▶ Prompt: The line containing "box's coordinates using" marks the end: restate word for word every line from the first line of the entries below through that one.

- - -

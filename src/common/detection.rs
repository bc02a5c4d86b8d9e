use crate::common::BoundingBox;
use crate::detection_runners::ort_detector::nms::Nms;

/// One candidate object reported by the model.
///
/// Only `class_id` takes part in counting; the box and confidence are kept for
/// NMS and for logging.
#[derive(Default, Debug, Clone, PartialEq, PartialOrd)]
pub struct Detection {
    pub class_id: isize,
    pub confidence: f32,
    pub bbox: BoundingBox,
    pub label: Option<String>,
}

impl Nms for Detection {
    fn iou(&self, other: &Self) -> f32 {
        self.bbox.iou(&other.bbox)
    }

    fn confidence(&self) -> f32 {
        self.confidence
    }

    fn class_id(&self) -> isize {
        self.class_id
    }
}

impl Detection {
    /// Sets the bounding box's coordinates using `(x1, y1, x2, y2)`.
    pub fn with_x1y1_x2y2(mut self, x1: f32, y1: f32, x2: f32, y2: f32) -> Self {
        self.bbox = BoundingBox::new(x1, y1, x2, y2);
        self
    }

    /// Sets the bounding box's coordinates and dimensions using `(x, y, w, h)`.
    pub fn with_x1y1_wh(mut self, x: f32, y: f32, w: f32, h: f32) -> Self {
        self.bbox = BoundingBox::default().with_x1y1_wh(x, y, w, h);
        self
    }

    pub fn with_confidence(mut self, conf: f32) -> Self {
        self.confidence = conf;
        self
    }

    pub fn with_class_id(mut self, class_id: isize) -> Self {
        self.class_id = class_id;
        self
    }

    pub fn with_label(mut self, label: &str) -> Self {
        self.label = Some(label.to_string());
        self
    }

    /// True when this detection belongs to `class_id`.
    pub fn is_class(&self, class_id: isize) -> bool {
        self.class_id == class_id
    }
}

- - -

▶ Exercise answer:
filename src/common/detection.rs
repository bc02a5c4d86b8d9e
use crate::common::BoundingBox;
use crate::detection_runners::ort_detector::nms::Nms;

/// One candidate object reported by the model.
///
/// Only `class_id` takes part in counting; the box and confidence are kept for
/// NMS and for logging.
#[derive(Default, Debug, Clone, PartialEq, PartialOrd)]
pub struct Detection {
    pub class_id: isize,
    pub confidence: f32,
    pub bbox: BoundingBox,
    pub label: Option<String>,
}

impl Nms for Detection {
    fn iou(&self, other: &Self) -> f32 {
        self.bbox.iou(&other.bbox)
    }

    fn confidence(&self) -> f32 {
        self.confidence
    }

    fn class_id(&self) -> isize {
        self.class_id
    }
}

impl Detection {
    /// Sets the bounding box's coordinates using `(x1, y1, x2, y2)`.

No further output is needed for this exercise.